These customers are also the primary depositors of the Bank. The Bank is limited in extending credit by legal 
lending limits to any single borrower or group of related borrowers. 
Securities

  Securities classified as available for sale are those securities that the Company intends to hold for an indefinite 
period of time but not necessarily to maturity. Any decision to sell a security classified as available for sale would 
be based on various factors, including significant movement in interest rates, changes in maturity mix of the 
Company’s assets and liabilities, liquidity needs, regulatory capital considerations and other similar factors. 
Securities available for sale are carried at fair value. Unrealized gains and losses are reported in other 
comprehensive income, net of the related deferred tax effect. Realized gains or losses, determined on the basis  
of the cost of the specific securities sold, are included in earnings. Premiums and discounts are recognized in 
interest income using a method which approximates the interest method over the term of the security. 
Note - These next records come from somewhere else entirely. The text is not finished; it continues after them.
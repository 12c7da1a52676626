//! Query expression evaluation.

use std::cmp::Ordering;

use serde_json::{Number, Value};

use super::parse::{Condition, Node};

pub(crate) fn eval_node(node: &Node, entry: &Value) -> bool {
    match node {
        Node::And(children) => children.iter().all(|c| eval_node(c, entry)),
        Node::Or(children) => children.iter().any(|c| eval_node(c, entry)),
        Node::Nor(children) => !children.iter().any(|c| eval_node(c, entry)),
        Node::Field { path, conditions } => {
            let actual = resolve(entry, path);
            conditions.iter().all(|c| eval_condition(c, actual))
        }
    }
}

fn resolve<'a>(entry: &'a Value, path: &[String]) -> Option<&'a Value> {
    path.iter().try_fold(entry, |current, segment| match current {
        Value::Object(map) => map.get(segment),
        Value::Array(items) => segment.parse::<usize>().ok().and_then(|i| items.get(i)),
        _ => None,
    })
}

fn eval_condition(condition: &Condition, actual: Option<&Value>) -> bool {
    match condition {
        Condition::Eq(expected) => matches_eq(actual, expected),
        Condition::Ne(expected) => !matches_eq(actual, expected),
        Condition::Gt(bound) => matches_ord(actual, bound, Ordering::is_gt),
        Condition::Gte(bound) => matches_ord(actual, bound, Ordering::is_ge),
        Condition::Lt(bound) => matches_ord(actual, bound, Ordering::is_lt),
        Condition::Lte(bound) => matches_ord(actual, bound, Ordering::is_le),
        Condition::In(options) => options.iter().any(|o| matches_eq(actual, o)),
        Condition::Nin(options) => !options.iter().any(|o| matches_eq(actual, o)),
        Condition::Exists(expected) => actual.is_some() == *expected,
        Condition::Size(len) => matches!(actual, Some(Value::Array(items)) if items.len() == *len),
        Condition::Not(inner) => !inner.iter().all(|c| eval_condition(c, actual)),
    }
}

/// Equality; an array field also matches a scalar it contains.
/// A missing field equals `null`.
fn matches_eq(actual: Option<&Value>, expected: &Value) -> bool {
    match actual {
        None => expected.is_null(),
        Some(Value::Array(items)) if !expected.is_array() => {
            items.iter().any(|item| values_equal(item, expected))
        }
        Some(value) => values_equal(value, expected),
    }
}

fn matches_ord(actual: Option<&Value>, bound: &Value, accept: fn(Ordering) -> bool) -> bool {
    match actual {
        None => false,
        Some(Value::Array(items)) => items
            .iter()
            .any(|item| compare(item, bound).is_some_and(accept)),
        Some(value) => compare(value, bound).is_some_and(accept),
    }
}

/// Numbers compare numerically regardless of integer/float representation.
fn values_equal(a: &Value, b: &Value) -> bool {
    match (a, b) {
        (Value::Number(x), Value::Number(y)) => compare_numbers(x, y) == Some(Ordering::Equal),
        (Value::Array(xs), Value::Array(ys)) => {
            xs.len() == ys.len() && xs.iter().zip(ys).all(|(x, y)| values_equal(x, y))
        }
        (Value::Object(xm), Value::Object(ym)) => {
            xm.len() == ym.len()
                && xm
                    .iter()
                    .all(|(k, x)| ym.get(k).is_some_and(|y| values_equal(x, y)))
        }
        _ => a == b,
    }
}

/// Ordering is only defined between two numbers or two strings.
fn compare(a: &Value, b: &Value) -> Option<Ordering> {
    match (a, b) {
        (Value::Number(x), Value::Number(y)) => compare_numbers(x, y),
        (Value::String(x), Value::String(y)) => Some(x.cmp(y)),
        _ => None,
    }
}

/// Integers compare exactly; floats and mixed pairs go through f64.
fn compare_numbers(x: &Number, y: &Number) -> Option<Ordering> {
    if let (Some(a), Some(b)) = (x.as_i64(), y.as_i64()) {
        return Some(a.cmp(&b));
    }
    if let (Some(a), Some(b)) = (x.as_u64(), y.as_u64()) {
        return Some(a.cmp(&b));
    }
    // A negative integer against one above i64::MAX.
    if x.as_i64().is_some() && y.as_u64().is_some() {
        return Some(Ordering::Less);
    }
    if x.as_u64().is_some() && y.as_i64().is_some() {
        return Some(Ordering::Greater);
    }
    x.as_f64()?.partial_cmp(&y.as_f64()?)
}

#[cfg(test)]
mod tests {
    use super::*;
    use serde_json::json;

    fn num(value: Value) -> Number {
        match value {
            Value::Number(n) => n,
            other => panic!("not a number: {}", other),
        }
    }

    #[test]
    fn large_integers_compare_exactly() {
        let a = num(json!(9007199254740993u64));
        let b = num(json!(9007199254740992u64));
        assert_eq!(compare_numbers(&a, &b), Some(Ordering::Greater));
        assert!(!values_equal(&json!(9007199254740993u64), &json!(9007199254740992u64)));

        let neg = num(json!(-9007199254740993i64));
        let neg2 = num(json!(-9007199254740992i64));
        assert_eq!(compare_numbers(&neg, &neg2), Some(Ordering::Less));
    }

    #[test]
    fn signed_against_large_unsigned() {
        let neg = num(json!(-1));
        let huge = num(json!(u64::MAX));
        assert_eq!(compare_numbers(&neg, &huge), Some(Ordering::Less));
        assert_eq!(compare_numbers(&huge, &neg), Some(Ordering::Greater));
    }

    #[test]
    fn integers_equal_their_float_form() {
        assert!(values_equal(&json!(1), &json!(1.0)));
        assert_eq!(
            compare_numbers(&num(json!(2)), &num(json!(1.5))),
            Some(Ordering::Greater)
        );
    }
}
  Bonds, notes and debentures for which the Company has the positive intent and ability to hold to maturity are 
reported at cost, adjusted for premiums and discounts that are recognized in interest income using the interest 
method over the term of the security.  

  Management determines the appropriate classification of debt securities at the time of purchase and 
re-evaluates such designation as of each Consolidated Balance Sheet date.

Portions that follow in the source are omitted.